Margarida Lucas Rocha, interna
de Reumatologia da Unidade Local de Saúde do Algarve, alerta para as aftas
recorrentes, que podem ser primeiro sinal de uma doença inflamatória crónica,
como a Doença de Behçet.
As aftas, pequenas lesões
dolorosas na boca, afetam uma considerável fração da população num determinado
momento da vida. Habitualmente são de natureza benigna e tendem a desaparecer
em poucos dias. Contudo, quando se manifestam de forma recorrente, são de
grandes dimensões ou acompanhadas por outros sintomas, podem ser o primeiro
sinal de uma doença inflamatória crónica, como a Doença de Behçet.
Descrita pela primeira vez
pelo dermatologista turco Hulusi Behçet em 1930, esta doença sistémica pode
também originar aftas genitais e envolver outros órgãos, como os olhos, a pele,
o sistema gastrointestinal, as articulações, e em casos de maior gravidade,
afetar o sistema nervoso e os vasos sanguíneos. É mais frequente em territórios
que integravam a antiga Rota da Seda, sendo rara em Portugal, com uma
prevalência estimada de 1,5 a 2,4 pessoas por cada 100.000 habitantes.
Ainda assim destaca-se como a
vasculite (doença por inflamação dos vasos) mais comum inserida na base de
dados nacional dos doentes reumáticos, o www.Reuma.pt
Embora a causa exata não seja
conhecida, acredita-se que a doença resulte da interação entre fatores
ambientais, num indivíduo geneticamente predisposto. É uma doença complexa, que
quanto mais precocemente diagnosticada, maior será a probabilidade de controlar
os sintomas e minimizar as complicações associadas.
Importa salientar que ter
aftas recorrentes não significa, a priori, que tenha Doença de Behçet, pois
estas podem ser consequentes a infeções, medicamentos, défices nutricionais,
entre outras causas. Contudo, se as aftas forem acompanhadas de lesões genitais
dolorosas, alterações na pele, dores articulares ou inflamação dos olhos é
essencial procurar um reumatologista.
Por outro lado, diagnosticar a
Doença de Behçet pode ser um verdadeiro desafio, dado que nenhum exame é
específico e a marcha diagnóstica pode demorar anos.
No entanto, há boas notícias:
atualmente existem diversos fármacos disponíveis que ajudam a controlar a
inflamação, a reduzir a frequência dos surtos e a melhorar a qualidade de vida.

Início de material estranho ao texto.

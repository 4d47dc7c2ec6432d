use crate::engine::aggregate::aggregate;
use crate::engine::audit::{AuditLog, Phase, Status};
use crate::engine::batch::{Batch, build_batches};
use crate::engine::cache::ResponseCache;
use crate::engine::config::EngineConfig;
use crate::engine::gateway::{BatchResult, Gateway};
use crate::engine::paths::EnginePaths;
use crate::engine::prompt::{PromptContext, build_prompt, estimate_tokens};
use crate::engine::types::{CandidateMessage, ClassifiedActivity, TokenUsage};
use crate::error::{ClassifierError, ClassifierResult};
use crate::providers::Provider;
use std::sync::atomic::{AtomicBool, AtomicUsize, Ordering};
use std::sync::{Arc, Mutex};
use std::thread;
use std::time::{Duration, Instant};

#[derive(Debug, Clone, Copy, PartialEq, Eq)]
pub struct BatchStart {
    pub batch_index: usize,
    pub total_batches: usize,
    pub candidate_count: usize,
    pub from_cache: bool,
}

#[derive(Debug, Clone, Copy, PartialEq, Eq)]
pub struct BatchComplete {
    pub batch_index: usize,
    pub activity_count: usize,
    pub duration_ms: u64,
}

/// Progress callbacks. Called from worker threads; `on_batch_complete`
/// only fires for batches that succeeded.
pub trait BatchHooks: Sync {
    fn on_batch_start(&self, _event: BatchStart) {}
    fn on_batch_complete(&self, _event: BatchComplete) {}
}

pub struct NoopHooks;

impl BatchHooks for NoopHooks {}

pub struct RunContext<'a> {
    pub config: &'a EngineConfig,
    pub chain: &'a [Box<dyn Provider>],
    pub cache: &'a dyn ResponseCache,
    /// Where to append audit events; `None` disables the audit trail.
    pub paths: Option<&'a EnginePaths>,
    pub cancel: Arc<AtomicBool>,
}

#[derive(Debug, Clone)]
pub struct PlannedBatch {
    pub batch: Batch,
    pub prompt: String,
}

#[derive(Debug, Clone, Default)]
pub struct ClassificationOutcome {
    pub activities: Vec<ClassifiedActivity>,
    pub usage: TokenUsage,
    pub batch_count: usize,
    pub cache_hits: usize,
    pub dropped: usize,
}

pub fn prompt_context(cfg: &EngineConfig) -> PromptContext {
    PromptContext {
        home_country: cfg.prompt.home_country.clone(),
        timezone: cfg.prompt.timezone.clone(),
    }
}

/// Build batches and render their prompts. Fails before any provider
/// call when a batch renders over the token ceiling.
pub fn plan_batches(
    candidates: &[CandidateMessage],
    cfg: &EngineConfig,
) -> ClassifierResult<Vec<PlannedBatch>> {
    let ctx = prompt_context(cfg);
    let batches = build_batches(
        candidates,
        cfg.batch.max_candidates,
        cfg.batch.max_prompt_tokens,
        |kind, chunk| estimate_tokens(&build_prompt(kind, chunk, &ctx)),
    )?;
    Ok(batches
        .into_iter()
        .map(|batch| {
            let prompt = build_prompt(batch.candidate_type, &batch.candidates, &ctx);
            PlannedBatch { batch, prompt }
        })
        .collect())
}

fn record_audit(paths: Option<&EnginePaths>, phase: Phase, status: Status, message: &str) {
    let Some(paths) = paths else {
        return;
    };
    if let Err(err) = AuditLog::new(paths).record(phase, status, message) {
        tracing::warn!(error = %format!("{err:#}"), "failed to append audit event");
    }
}

fn run_batch(
    planned: &PlannedBatch,
    total_batches: usize,
    gateway: &Gateway<'_>,
    ctx: &RunContext<'_>,
    hooks: &dyn BatchHooks,
) -> ClassifierResult<BatchResult> {
    let batch = &planned.batch;
    let started = Instant::now();
    let lookup = gateway.lookup(batch)?;
    let from_cache = lookup.is_hit();
    hooks.on_batch_start(BatchStart {
        batch_index: batch.index,
        total_batches,
        candidate_count: batch.candidates.len(),
        from_cache,
    });
    tracing::debug!(
        batch = batch.index + 1,
        total = total_batches,
        kind = batch.candidate_type.label(),
        candidates = batch.candidates.len(),
        from_cache,
        "dispatching batch"
    );

    let outcome = gateway.classify_with_lookup(batch, &planned.prompt, lookup);
    let duration_ms = started.elapsed().as_millis() as u64;
    match &outcome {
        Ok(result) => {
            let status = if result.from_cache {
                Status::CacheHit
            } else {
                Status::Ok
            };
            record_audit(
                ctx.paths,
                Phase::Batch,
                status,
                &format!(
                    "batch {}/{} provider={} activities={} dropped={} input_tokens={} output_tokens={}",
                    batch.index + 1,
                    total_batches,
                    result.provider,
                    result.activities.len(),
                    result.dropped.len(),
                    result.usage.input_tokens,
                    result.usage.output_tokens
                ),
            );
            hooks.on_batch_complete(BatchComplete {
                batch_index: batch.index,
                activity_count: result.activities.len(),
                duration_ms,
            });
            if !result.from_cache && ctx.config.run.request_delay_ms > 0 {
                thread::sleep(Duration::from_millis(ctx.config.run.request_delay_ms));
            }
        }
        Err(err) => record_audit(
            ctx.paths,
            Phase::Batch,
            Status::Failed,
            &format!(
                "batch {}/{} {}: {err}",
                batch.index + 1,
                total_batches,
                err.kind().as_str()
            ),
        ),
    }
    outcome
}

fn dispatch(
    planned: &[PlannedBatch],
    ctx: &RunContext<'_>,
    hooks: &dyn BatchHooks,
) -> ClassifierResult<Vec<BatchResult>> {
    let total = planned.len();
    let gateway = Gateway::new(ctx.chain, ctx.cache, ctx.config.cache.ttl_secs);
    let workers = ctx.config.run.concurrency.clamp(1, total.max(1));
    let next = AtomicUsize::new(0);
    let abort = AtomicBool::new(false);
    let slots: Mutex<Vec<Option<BatchResult>>> = Mutex::new(vec![None; total]);
    let failures: Mutex<Vec<(usize, ClassifierError)>> = Mutex::new(Vec::new());

    thread::scope(|scope| {
        for _ in 0..workers {
            scope.spawn(|| {
                loop {
                    if abort.load(Ordering::SeqCst) || ctx.cancel.load(Ordering::SeqCst) {
                        break;
                    }
                    let i = next.fetch_add(1, Ordering::SeqCst);
                    let Some(item) = planned.get(i) else {
                        break;
                    };
                    match run_batch(item, total, &gateway, ctx, hooks) {
                        Ok(result) => {
                            if let Ok(mut slots) = slots.lock() {
                                slots[i] = Some(result);
                            }
                        }
                        Err(err) => {
                            abort.store(true, Ordering::SeqCst);
                            if let Ok(mut failures) = failures.lock() {
                                failures.push((i, err));
                            }
                            break;
                        }
                    }
                }
            });
        }
    });

    let mut failures = failures
        .into_inner()
        .map_err(|_| ClassifierError::Cancelled)?;
    failures.sort_by_key(|(i, _)| *i);
    if let Some((_, err)) = failures.into_iter().next() {
        return Err(err);
    }

    let slots = slots.into_inner().map_err(|_| ClassifierError::Cancelled)?;
    // A missing slot without a failure means the run was cancelled.
    slots
        .into_iter()
        .map(|slot| slot.ok_or(ClassifierError::Cancelled))
        .collect()
}

/// Classify candidates end to end: batch, dispatch on a bounded worker
/// pool, validate, and aggregate. Any batch failure aborts the whole run
/// and no partial result is returned.
pub fn classify_candidates(
    candidates: &[CandidateMessage],
    ctx: &RunContext<'_>,
    hooks: &dyn BatchHooks,
) -> ClassifierResult<ClassificationOutcome> {
    let planned = plan_batches(candidates, ctx.config)?;
    if ctx.cancel.load(Ordering::SeqCst) {
        return Err(ClassifierError::Cancelled);
    }

    let result = dispatch(&planned, ctx, hooks);
    let results = match result {
        Ok(results) => results,
        Err(err) => {
            record_audit(
                ctx.paths,
                Phase::Classify,
                Status::Failed,
                &format!("{}: {err}", err.kind().as_str()),
            );
            return Err(err);
        }
    };

    let mut outcome = ClassificationOutcome {
        batch_count: planned.len(),
        ..ClassificationOutcome::default()
    };
    let mut flat = Vec::new();
    for result in results {
        outcome.usage.add(result.usage);
        outcome.cache_hits += usize::from(result.from_cache);
        outcome.dropped += result.dropped.len();
        flat.extend(result.activities);
    }
    let classified = flat.len();
    outcome.activities = aggregate(flat, &ctx.config.aggregate);

    tracing::info!(
        batches = outcome.batch_count,
        cache_hits = outcome.cache_hits,
        classified,
        activities = outcome.activities.len(),
        dropped = outcome.dropped,
        input_tokens = outcome.usage.input_tokens,
        output_tokens = outcome.usage.output_tokens,
        "classification complete"
    );
    record_audit(
        ctx.paths,
        Phase::Classify,
        Status::Ok,
        &format!(
            "candidates={} batches={} cache_hits={} classified={} activities={} dropped={}",
            candidates.len(),
            outcome.batch_count,
            outcome.cache_hits,
            classified,
            outcome.activities.len(),
            outcome.dropped
        ),
    );
    Ok(outcome)
}
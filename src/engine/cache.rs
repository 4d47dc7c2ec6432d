use crate::engine::types::{MessageId, TokenUsage};
use crate::engine::util::now_epoch_secs;
use anyhow::{Context, Result};
use serde::{Deserialize, Serialize};
use sha2::{Digest, Sha256};
use std::collections::HashMap;
use std::fs;
use std::io::Write;
use std::path::{Path, PathBuf};
use std::sync::Mutex;

/// What a provider call produced, stored before validation so a bad
/// parse never forces a re-fetch.
#[derive(Debug, Clone, PartialEq, Eq, Serialize, Deserialize)]
#[serde(rename_all = "camelCase")]
pub struct CachedResponse {
    pub provider: String,
    pub text: String,
    pub usage: TokenUsage,
}

#[derive(Debug, Clone, PartialEq, Eq, Serialize, Deserialize)]
#[serde(rename_all = "camelCase")]
pub struct CacheEntry {
    pub data: CachedResponse,
    pub cached_at: u64,
    #[serde(default)]
    pub expires_at: Option<u64>,
}

impl CacheEntry {
    fn is_expired(&self, now: u64) -> bool {
        self.expires_at.is_some_and(|at| now >= at)
    }
}

pub trait ResponseCache: Send + Sync {
    fn get(&self, key: &str) -> Result<Option<CacheEntry>>;
    fn set(&self, key: &str, value: &CachedResponse, ttl_secs: u64) -> Result<()>;
}

#[derive(Serialize)]
struct CacheKeyInput<'a> {
    provider: &'a str,
    model: &'a str,
    messages: Vec<(MessageId, &'a str)>,
}

/// Content-addressed key over provider, model and the ordered
/// `(message id, content)` list of a batch.
pub fn cache_key<'a, I>(provider: &str, model: &str, messages: I) -> String
where
    I: IntoIterator<Item = (MessageId, &'a str)>,
{
    let input = CacheKeyInput {
        provider,
        model,
        messages: messages.into_iter().collect(),
    };
    let canonical = serde_json::to_vec(&input).unwrap_or_default();
    let mut hasher = Sha256::new();
    hasher.update(&canonical);
    format!("{:x}", hasher.finalize())
}

fn expiry(now: u64, ttl_secs: u64) -> Option<u64> {
    if ttl_secs == 0 {
        None
    } else {
        Some(now.saturating_add(ttl_secs))
    }
}

#[derive(Default)]
pub struct MemoryCache {
    entries: Mutex<HashMap<String, CacheEntry>>,
}

impl MemoryCache {
    pub fn new() -> Self {
        Self::default()
    }

    pub fn len(&self) -> usize {
        self.entries.lock().map(|e| e.len()).unwrap_or(0)
    }

    pub fn is_empty(&self) -> bool {
        self.len() == 0
    }
}

impl ResponseCache for MemoryCache {
    fn get(&self, key: &str) -> Result<Option<CacheEntry>> {
        let entries = self
            .entries
            .lock()
            .map_err(|_| anyhow::anyhow!("memory cache lock poisoned"))?;
        let now = now_epoch_secs()?;
        Ok(entries.get(key).filter(|e| !e.is_expired(now)).cloned())
    }

    fn set(&self, key: &str, value: &CachedResponse, ttl_secs: u64) -> Result<()> {
        let now = now_epoch_secs()?;
        let mut entries = self
            .entries
            .lock()
            .map_err(|_| anyhow::anyhow!("memory cache lock poisoned"))?;
        entries.insert(
            key.to_string(),
            CacheEntry {
                data: value.clone(),
                cached_at: now,
                expires_at: expiry(now, ttl_secs),
            },
        );
        Ok(())
    }
}

/// One JSON file per key, sharded by the first two hex characters and
/// namespaced by prompt signature.
pub struct FileCache {
    root: PathBuf,
}

impl FileCache {
    pub fn new(cache_dir: &Path, prompt_signature: &str) -> Self {
        let namespace: String = prompt_signature.chars().take(12).collect();
        Self {
            root: cache_dir.join(namespace),
        }
    }

    pub fn root(&self) -> &Path {
        &self.root
    }

    fn entry_path(&self, key: &str) -> PathBuf {
        let shard: String = key.chars().take(2).collect();
        self.root.join(shard).join(format!("{key}.json"))
    }

    /// Delete expired or unreadable entries under `cache_dir`, across
    /// every prompt namespace. Returns how many files were removed.
    pub fn prune_expired(cache_dir: &Path) -> Result<usize> {
        if !cache_dir.exists() {
            return Ok(0);
        }
        let now = now_epoch_secs()?;
        let mut removed = 0usize;
        let mut stack = vec![cache_dir.to_path_buf()];
        while let Some(dir) = stack.pop() {
            for entry in
                fs::read_dir(&dir).with_context(|| format!("failed to read {}", dir.display()))?
            {
                let path = entry?.path();
                if path.is_dir() {
                    stack.push(path);
                    continue;
                }
                if path.extension().and_then(|e| e.to_str()) != Some("json") {
                    continue;
                }
                let stale = match fs::read_to_string(&path)
                    .ok()
                    .and_then(|raw| serde_json::from_str::<CacheEntry>(&raw).ok())
                {
                    Some(entry) => entry.is_expired(now),
                    None => true,
                };
                if stale {
                    fs::remove_file(&path)
                        .with_context(|| format!("failed to remove {}", path.display()))?;
                    removed += 1;
                }
            }
        }
        Ok(removed)
    }
}

impl ResponseCache for FileCache {
    fn get(&self, key: &str) -> Result<Option<CacheEntry>> {
        let path = self.entry_path(key);
        if !path.exists() {
            return Ok(None);
        }
        let raw = fs::read_to_string(&path)
            .with_context(|| format!("failed to read {}", path.display()))?;
        // Unreadable entries are misses; the next `set` overwrites them.
        let entry: CacheEntry = match serde_json::from_str(&raw) {
            Ok(entry) => entry,
            Err(err) => {
                tracing::warn!(
                    code = "CACHE_ENTRY_UNREADABLE",
                    path = %path.display(),
                    error = %err,
                    "treating cache entry as a miss"
                );
                return Ok(None);
            }
        };
        if entry.is_expired(now_epoch_secs()?) {
            return Ok(None);
        }
        Ok(Some(entry))
    }

    fn set(&self, key: &str, value: &CachedResponse, ttl_secs: u64) -> Result<()> {
        let path = self.entry_path(key);
        let Some(parent) = path.parent() else {
            anyhow::bail!("cache path has no parent: {}", path.display());
        };
        fs::create_dir_all(parent)
            .with_context(|| format!("failed to create {}", parent.display()))?;

        let now = now_epoch_secs()?;
        let entry = CacheEntry {
            data: value.clone(),
            cached_at: now,
            expires_at: expiry(now, ttl_secs),
        };
        let mut tmp = tempfile::NamedTempFile::new_in(parent)
            .with_context(|| format!("failed to create temp file in {}", parent.display()))?;
        tmp.write_all(serde_json::to_string_pretty(&entry)?.as_bytes())?;
        tmp.write_all(b"\n")?;
        tmp.persist(&path)
            .with_context(|| format!("failed to write {}", path.display()))?;
        Ok(())
    }
}
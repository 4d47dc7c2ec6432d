use crate::engine::config::ProvidersConfig;
use crate::error::{ClassifierError, ClassifierResult};
use crate::providers::Provider;
use crate::providers::remote::{RemoteClient, RemoteModelConfig, RemoteProvider};
use std::env;

fn env_non_empty(var: &str) -> Option<String> {
    match env::var(var) {
        Ok(v) if !v.trim().is_empty() => Some(v.trim().to_string()),
        _ => None,
    }
}

pub fn parse_provider_alias(raw: &str) -> Option<RemoteProvider> {
    match raw.trim().to_ascii_lowercase().as_str() {
        "openai" => Some(RemoteProvider::OpenAi),
        "anthropic" | "claude" => Some(RemoteProvider::Anthropic),
        "gemini" | "google" => Some(RemoteProvider::Gemini),
        "openai-compatible" | "compatible" | "deepseek" | "openrouter" => {
            Some(RemoteProvider::OpenAiCompatible)
        }
        _ => None,
    }
}

pub fn infer_provider_from_model(model: &str) -> Option<RemoteProvider> {
    let lower = model.trim().to_ascii_lowercase();
    if lower.starts_with("deepseek-") {
        return Some(RemoteProvider::OpenAiCompatible);
    }
    if lower.starts_with("claude-") {
        return Some(RemoteProvider::Anthropic);
    }
    if lower.starts_with("gemini-") {
        return Some(RemoteProvider::Gemini);
    }
    if lower.starts_with("gpt-")
        || lower.starts_with("o1")
        || lower.starts_with("o3")
        || lower.starts_with("o4")
    {
        return Some(RemoteProvider::OpenAi);
    }
    None
}

pub fn default_model_for_provider(provider: RemoteProvider) -> &'static str {
    match provider {
        RemoteProvider::OpenAi => "gpt-4.1-mini",
        RemoteProvider::Anthropic => "claude-3-5-haiku-latest",
        RemoteProvider::Gemini => "gemini-2.5-flash-lite",
        RemoteProvider::OpenAiCompatible => "deepseek-chat",
    }
}

#[derive(Debug, Clone, PartialEq, Eq)]
pub struct ProviderSpec {
    pub provider: RemoteProvider,
    pub model: String,
    /// The provider alias as written in config (`openrouter`, `deepseek`, ...).
    pub alias: Option<String>,
}

/// Parse `provider:model`, a bare model name, or a bare provider alias.
pub fn parse_spec(raw: &str) -> Result<ProviderSpec, String> {
    let trimmed = raw.trim();
    if trimmed.is_empty() {
        return Err("empty provider spec".to_string());
    }
    if let Some((prefix, model)) = trimmed.split_once(':')
        && let Some(provider) = parse_provider_alias(prefix)
    {
        let model = model.trim();
        return Ok(ProviderSpec {
            provider,
            model: if model.is_empty() {
                default_model_for_provider(provider).to_string()
            } else {
                model.to_string()
            },
            alias: Some(prefix.trim().to_ascii_lowercase()),
        });
    }
    if let Some(provider) = parse_provider_alias(trimmed) {
        return Ok(ProviderSpec {
            provider,
            model: default_model_for_provider(provider).to_string(),
            alias: Some(trimmed.to_ascii_lowercase()),
        });
    }
    if let Some(provider) = infer_provider_from_model(trimmed) {
        return Ok(ProviderSpec {
            provider,
            model: trimmed.to_string(),
            alias: None,
        });
    }
    Err(format!("cannot infer provider for `{trimmed}`"))
}

pub fn api_key_vars(provider: RemoteProvider) -> &'static [&'static str] {
    match provider {
        RemoteProvider::OpenAi => &["OPENAI_API_KEY"],
        RemoteProvider::Anthropic => &["ANTHROPIC_API_KEY"],
        RemoteProvider::Gemini => &["GEMINI_API_KEY"],
        RemoteProvider::OpenAiCompatible => {
            &["AI_API_KEY", "OPENROUTER_API_KEY", "DEEPSEEK_API_KEY"]
        }
    }
}

pub fn resolve_api_key(provider: RemoteProvider) -> Option<String> {
    resolve_api_key_source(provider).map(|(_, key)| key)
}

/// The first populated key variable for `provider`, with its value.
fn resolve_api_key_source(provider: RemoteProvider) -> Option<(&'static str, String)> {
    api_key_vars(provider)
        .iter()
        .find_map(|var| env_non_empty(var).map(|key| (*var, key)))
}

const OPENROUTER_BASE_URL: &str = "https://openrouter.ai/api";
const DEEPSEEK_BASE_URL: &str = "https://api.deepseek.com";

/// Base URL for an OpenAI-compatible spec. An explicit override wins,
/// then the alias, then the variable that supplied the key, then the
/// model name.
fn compatible_base_url(
    spec: &ProviderSpec,
    base_override: Option<String>,
    key_var: Option<&str>,
) -> Option<String> {
    if base_override.is_some() {
        return base_override;
    }
    let vendor = match (spec.alias.as_deref(), key_var) {
        (Some("openrouter"), _) => Some(OPENROUTER_BASE_URL),
        (Some("deepseek"), _) => Some(DEEPSEEK_BASE_URL),
        (_, Some("OPENROUTER_API_KEY")) => Some(OPENROUTER_BASE_URL),
        (_, Some("DEEPSEEK_API_KEY")) => Some(DEEPSEEK_BASE_URL),
        _ if spec.model.trim().to_ascii_lowercase().starts_with("deepseek-") => {
            Some(DEEPSEEK_BASE_URL)
        }
        _ => None,
    };
    vendor.map(str::to_string)
}

pub fn resolve_compatible_base_url(spec: &ProviderSpec) -> Option<String> {
    let key_var = resolve_api_key_source(spec.provider).map(|(var, _)| var);
    compatible_base_url(spec, env_non_empty("AI_BASE_URL"), key_var)
}

/// Provider specs in effect: the configured chain, or every provider
/// with credentials present when the chain is empty.
pub fn effective_specs(cfg: &ProvidersConfig) -> ClassifierResult<Vec<ProviderSpec>> {
    if !cfg.chain.is_empty() {
        return cfg
            .chain
            .iter()
            .map(|raw| parse_spec(raw).map_err(ClassifierError::Config))
            .collect();
    }

    let detected: Vec<ProviderSpec> = [
        RemoteProvider::Anthropic,
        RemoteProvider::OpenAi,
        RemoteProvider::Gemini,
        RemoteProvider::OpenAiCompatible,
    ]
    .into_iter()
    .filter(|p| resolve_api_key(*p).is_some())
    .map(|provider| ProviderSpec {
        provider,
        model: env_non_empty("AI_MODEL")
            .filter(|m| infer_provider_from_model(m) == Some(provider))
            .unwrap_or_else(|| default_model_for_provider(provider).to_string()),
        alias: None,
    })
    .collect();

    if detected.is_empty() {
        return Err(ClassifierError::Config(
            "no provider configured; set CHATTODO_PROVIDERS or an API key such as ANTHROPIC_API_KEY"
                .to_string(),
        ));
    }
    Ok(detected)
}

pub fn build_chain(cfg: &ProvidersConfig) -> ClassifierResult<Vec<Box<dyn Provider>>> {
    let mut chain: Vec<Box<dyn Provider>> = Vec::new();
    for spec in effective_specs(cfg)? {
        let api_key = resolve_api_key(spec.provider).ok_or_else(|| {
            ClassifierError::Config(format!(
                "missing provider credentials for {}; set {}",
                spec.provider.label(),
                api_key_vars(spec.provider).join(" or ")
            ))
        })?;
        let base_url = match spec.provider {
            RemoteProvider::OpenAiCompatible => resolve_compatible_base_url(&spec),
            _ => None,
        };
        let client = RemoteClient::new(RemoteModelConfig {
            provider: spec.provider,
            model: spec.model,
            api_key,
            base_url,
            timeout_secs: cfg.request_timeout_secs,
            max_output_tokens: cfg.max_output_tokens,
        })?;
        chain.push(Box::new(client));
    }
    Ok(chain)
}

O tratamento é ajustado à gravidade das manifestações e inclui desde a
colquicina a imunossupressores e terapias biotecnológicas que têm mostrado bons
resultados. Cada caso é único e requer um acompanhamento personalizado para
adaptar o tratamento às necessidades de cada doente e aos efeitos adversos dos
medicamentos.
A terapêutica precoce é
fundamental para reduzir a morbimortalidade e prevenir complicações,
particularmente em doentes jovens, cujo impacto na qualidade de vida,
psicológico e financeiro da doença pode ser devastador. Acresce o sofrimento
dos familiares. As associações de doentes têm também um papel essencial,
oferecendo apoio, recursos e conscientização sobre a doença entre pares.
No mês de fevereiro, dedicado
às doenças raras, é fundamental aumentar a sensibilização para esta condição,
promovendo o seu conhecimento e incentivando a população a procurar um
reumatologista para o diagnóstico e tratamento precoces. A chave para um diagnóstico
eficaz passa por promover a literacia em saúde, estar atento aos sinais e
sintomas, em particular a aftas frequentes e, em caso de dúvida, consultar um
especialista em Reumatologia.
Referências
bibliográficas:
1 - Souza-Ramalho P, D’Almeida MF, Freitas JP, Pinto J. Behçet’s disease
in Portugal, ACTA MÉDICA PORTUGUESA 1991; 4:79-82;
2 - Grupo Nacional para o Estudo da Doença de Behçet, Jorge Crespo.
Doença de Behçet – Casuística nacional. Medicina interna 1997;4(4):225-232;
3 - Ponte C, Khmelinskii N, Teixeira V. Reuma.pt/vasculitis – the
Portuguese vasculitis registry. Orphanet J Rare Dis. 2020 May 5;15(1):110;
4 - De Aguiar M, Silva de Souza A, Martinho J. Systemic Vasculitides in
Portugal and Brazil: Preliminary Results from the Reuma.pt/Vasculitis Registry
[abstract]. Arthritis Rheumatol. 2023; 75 (suppl 9).